Accounting for Disclosures of Your PHI: You have the right to receive an accounting of certain disclosures made by us of your PHI, except for disclosures made for purposes of treatment, payment, and health care operations or for certain other limited exceptions. This accounting will include only those disclosures made in the six years prior to the date on which the accounting is requested. Requests must be made in writing and signed by you or, when applicable, your personal representative. The first accounting in any 12-month period is free; you will be charged a reasonable, cost-based fee for each subsequent accounting you request within a 12-month period. You may obtain the appropriate form from the doctor’s office or entity where you received services.

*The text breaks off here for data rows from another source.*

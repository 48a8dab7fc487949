//! seroprev — joint small-area HIV prevalence, ANC bias, and ART coverage
//! estimation with Python bindings.
//!
//! Purpose
//! -------
//! Serve as the crate root for Rust callers and as the PyO3 bridge that
//! exposes the joint prevalence model to Python via the `_seroprev`
//! extension module. When the `python-bindings` feature is enabled, this
//! module defines the Python-facing classes and the module initializer
//! used by the `seroprev` package.
//!
//! Key behaviors
//! -------------
//! - Re-export the core Rust modules (`model`, `optimization`,
//!   `inference`, `report`) as the public crate surface.
//! - Define `#[pyclass]` wrappers and the `#[pymodule]` initializer for
//!   the `_seroprev` Python extension.
//!
//! Invariants & assumptions
//! ------------------------
//! - All heavy numerical work is implemented in the inner Rust modules;
//!   this file performs only FFI glue, input validation, and error
//!   mapping.
//! - When `python-bindings` is enabled, the Python-visible types mirror
//!   the invariants and signatures of their Rust counterparts
//!   (e.g. `JointPrevalenceModel`, `OptimOutcome`).
//!
//! Conventions
//! -----------
//! - Errors from core Rust code are propagated as rich error types
//!   internally and converted to `PyErr` values at the PyO3 boundary.
//! - Python-exposed methods take raw observation arrays on each call;
//!   the model instance itself carries no data.
//!
//! Downstream usage
//! ----------------
//! - Native Rust code should depend directly on the inner modules and
//!   can ignore the PyO3 items guarded by the `python-bindings`
//!   feature:
//!   `SurveillanceData::new(...)` →
//!   `JointPrevalenceModel::new(n, opts)` → `fit` → `estimates`.
//! - The Python packaging layer imports the `_seroprev` module defined
//!   here and wraps its classes in user-facing Python APIs.
//!
//! Testing notes
//! -------------
//! - Core numerical behavior is covered by unit tests in the inner
//!   modules and by the `tests/` integration suite exercising the full
//!   fit → report pipeline.
//! - Smoke tests for the PyO3 bindings verify that classes can be
//!   constructed, called, and round-tripped correctly from Python.

pub mod inference;
pub mod model;
pub mod optimization;
pub mod report;
pub mod utils;

#[cfg(feature = "python-bindings")]
use ndarray::Array1;

#[cfg(feature = "python-bindings")]
use pyo3::{exceptions::PyValueError, prelude::*, types::PyAny};

#[cfg(feature = "python-bindings")]
use crate::{
    model::{core::options::FitOptions, models::joint::JointPrevalenceModel},
    optimization::map_optimizer::traits::OptimOutcome,
    utils::{build_surveillance_data, extract_f64_array, extract_map_opts},
};

/// JointPrevalence — Python-facing wrapper for the joint prevalence model.
///
/// Purpose
/// -------
/// Expose the [`JointPrevalenceModel`] API to Python callers while
/// preserving the core Rust invariants and error handling.
///
/// Key behaviors
/// -------------
/// - Build a model for a fixed region count with optimizer options from
///   Python-friendly arguments.
/// - Provide `fit` and `estimates` methods that convert Python arrays
///   into `SurveillanceData` and delegate to the core implementation.
/// - Cache the optimization result for inspection via property getters.
///
/// Parameters
/// ----------
/// Constructed from Python via
/// `JointPrevalence(n_regions, tol_grad=None, tol_cost=None,
/// max_iter=None, line_searcher=None, lbfgs_mem=None)`.
///
/// Fields
/// ------
/// - `inner`: [`JointPrevalenceModel`]
///   Fully configured model that owns the parameter layout and cached
///   results.
///
/// Notes
/// -----
/// - Native Rust callers should work with [`JointPrevalenceModel`]
///   directly; this type exists solely for the PyO3 binding surface.
#[cfg(feature = "python-bindings")]
#[pyclass(module = "seroprev")]
pub struct JointPrevalence {
    /// Underlying Rust model.
    pub inner: JointPrevalenceModel,
}

#[cfg(feature = "python-bindings")]
#[pymethods]
impl JointPrevalence {
    #[new]
    #[pyo3(
        signature = (
            n_regions,
            tol_grad = None,
            tol_cost = None,
            max_iter = None,
            line_searcher = None,
            lbfgs_mem = None,
        ),
        text_signature = "(n_regions, /, tol_grad=None, tol_cost=None, max_iter=None, \
                          line_searcher=None, lbfgs_mem=None)"
    )]
    pub fn new(
        n_regions: usize, tol_grad: Option<f64>, tol_cost: Option<f64>, max_iter: Option<usize>,
        line_searcher: Option<&str>, lbfgs_mem: Option<usize>,
    ) -> PyResult<Self> {
        if n_regions == 0 {
            return Err(PyValueError::new_err("n_regions must be at least 1"));
        }
        let map_opts = extract_map_opts(tol_grad, tol_cost, max_iter, line_searcher, lbfgs_mem)?;
        let inner = JointPrevalenceModel::new(n_regions, FitOptions::new(map_opts));
        Ok(JointPrevalence { inner })
    }

    #[pyo3(
        signature = (y_prev, m_prev, y_anc, m_anc, a_art, n_art, theta0 = None),
        text_signature = "(self, y_prev, m_prev, y_anc, m_anc, a_art, n_art, /, theta0=None)"
    )]
    #[allow(clippy::too_many_arguments)]
    pub fn fit<'py>(
        &mut self, py: Python<'py>, y_prev: &Bound<'py, PyAny>, m_prev: &Bound<'py, PyAny>,
        y_anc: &Bound<'py, PyAny>, m_anc: &Bound<'py, PyAny>, a_art: &Bound<'py, PyAny>,
        n_art: &Bound<'py, PyAny>, theta0: Option<&Bound<'py, PyAny>>,
    ) -> PyResult<()> {
        let data = build_surveillance_data(py, y_prev, m_prev, y_anc, m_anc, a_art, n_art)?;
        let theta0 = match theta0 {
            Some(raw) => {
                let arr = extract_f64_array(py, raw)?;
                let slice = arr.as_slice().map_err(|_| {
                    PyValueError::new_err(
                        "theta0 must be a 1-D contiguous float64 array or sequence",
                    )
                })?;
                Array1::from(slice.to_vec())
            }
            None => self.inner.layout.zero_init(),
        };
        self.inner.fit(theta0, &data)?;
        Ok(())
    }

    /// Estimates table as `(name, estimates, standard_errors)` triples in
    /// report order, plus convergence metadata via the getters.
    #[pyo3(
        signature = (y_prev, m_prev, y_anc, m_anc, a_art, n_art),
        text_signature = "(self, y_prev, m_prev, y_anc, m_anc, a_art, n_art)"
    )]
    #[allow(clippy::too_many_arguments)]
    pub fn estimates<'py>(
        &self, py: Python<'py>, y_prev: &Bound<'py, PyAny>, m_prev: &Bound<'py, PyAny>,
        y_anc: &Bound<'py, PyAny>, m_anc: &Bound<'py, PyAny>, a_art: &Bound<'py, PyAny>,
        n_art: &Bound<'py, PyAny>,
    ) -> PyResult<Vec<(String, Vec<f64>, Vec<f64>)>> {
        let data = build_surveillance_data(py, y_prev, m_prev, y_anc, m_anc, a_art, n_art)?;
        let table = self.inner.estimates(&data)?;
        Ok(table
            .groups
            .into_iter()
            .map(|g| (g.quantity.name().to_string(), g.estimates.to_vec(), g.std_errors.to_vec()))
            .collect())
    }

    #[getter]
    pub fn results(&self) -> PyResult<PrevalenceOptimOutcome> {
        match &self.inner.results {
            Some(outcome) => Ok(PrevalenceOptimOutcome { inner: outcome.clone() }),
            None => Err(PyValueError::new_err("Model has not been fitted yet")),
        }
    }
}

/// PrevalenceOptimOutcome — optimization outcome exposed to Python.
///
/// Purpose
/// -------
/// Present the key optimizer diagnostics from [`OptimOutcome`] to Python
/// code in a lightweight, read-only wrapper.
///
/// Parameters
/// ----------
/// Instances are constructed internally by the `JointPrevalence.results`
/// getter and are not created directly by user code.
///
/// Notes
/// -----
/// - This type is part of the Python FFI surface; Rust code should
///   prefer using [`OptimOutcome`] directly.
#[cfg(feature = "python-bindings")]
#[pyclass(module = "seroprev")]
pub struct PrevalenceOptimOutcome {
    /// Underlying Rust OptimOutcome.
    pub inner: OptimOutcome,
}

#[cfg(feature = "python-bindings")]
#[pymethods]
impl PrevalenceOptimOutcome {
    #[getter]
    pub fn theta_hat(&self) -> Vec<f64> {
        self.inner.theta_hat.to_vec()
    }

    #[getter]
    pub fn value(&self) -> f64 {
        self.inner.value
    }

    #[getter]
    pub fn converged(&self) -> bool {
        self.inner.converged
    }

    #[getter]
    pub fn status(&self) -> String {
        self.inner.status.clone()
    }

    #[getter]
    pub fn iterations(&self) -> usize {
        self.inner.iterations
    }

    #[getter]
    pub fn grad_norm(&self) -> Option<f64> {
        self.inner.grad_norm
    }

    #[getter]
    pub fn fn_evals(&self) -> Vec<(String, u64)> {
        self.inner.fn_evals.iter().map(|(k, v)| (k.to_string(), *v)).collect()
    }
}

/// _seroprev — PyO3 module initializer for the Python extension.
///
/// Registers the model and outcome classes on the `_seroprev` module.
/// Invoked automatically by Python when importing the compiled
/// extension; never called directly by user code.
#[cfg(feature = "python-bindings")]
#[pymodule]
fn _seroprev<'py>(_py: Python<'py>, m: &Bound<'py, PyModule>) -> PyResult<()> {
    m.add_class::<JointPrevalence>()?;
    m.add_class::<PrevalenceOptimOutcome>()?;
    Ok(())
}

Restrictions on Use and Disclosure of Your PHI: You have the right to request restrictions on certain uses and disclosures of your PHI for treatment, payment, or health care operations. We are not required to agree to your restriction request, unless otherwise described in this notice, but will attempt to accommodate reasonable requests when appropriate. We retain the right to terminate an agreed-to restriction if we believe such termination is appropriate. In the event we have terminated an agreed upon restriction, we will notify you of such termination. The appropriate form can be obtained from the doctor's office or entity where you received services and must be signed by you or, when applicable, your personal representative.
Restrictions on Disclosures to Health Plans: You have the right to request a restriction on certain disclosures of your PHI to your health plan. We are required to honor such requests for restrictions only when you or someone on your behalf, other than your health plan, pays for the health care item(s) or service(s) in full. Such requests must be made in writing and signed by you and, when applicable, your personal representative. You may obtain the appropriate form from the doctor's office or entity where you received services.
Confidential Communications: You have the right to request communications regarding your PHI from us by alternative means or at alternative locations and we will accommodate reasonable requests by you. When applicable you or your personal representative must request such confidential communication in writing to each department to which you would like the request to apply. You may obtain the appropriate form from the doctor's office or entity where you received services.
Breach Notification: We are required to notify you in writing of any breach of your unsecured PHI without unreasonable delay, but in any event, no later than 60 days after we discover the breach.
Paper Copy of Notice: As a patient, you have the right to obtain a paper copy of this Notice.
Complaints: If you believe your privacy rights have been violated, you may file a complaint in writing with the Director of Operations and Privacy of the facility you visited. You may also file a complaint with the Secretary of the U.S. Department of Health and Human Services in Washington, DC. All complaints must be made in writing and in no way will affect the quality of care you receive from us.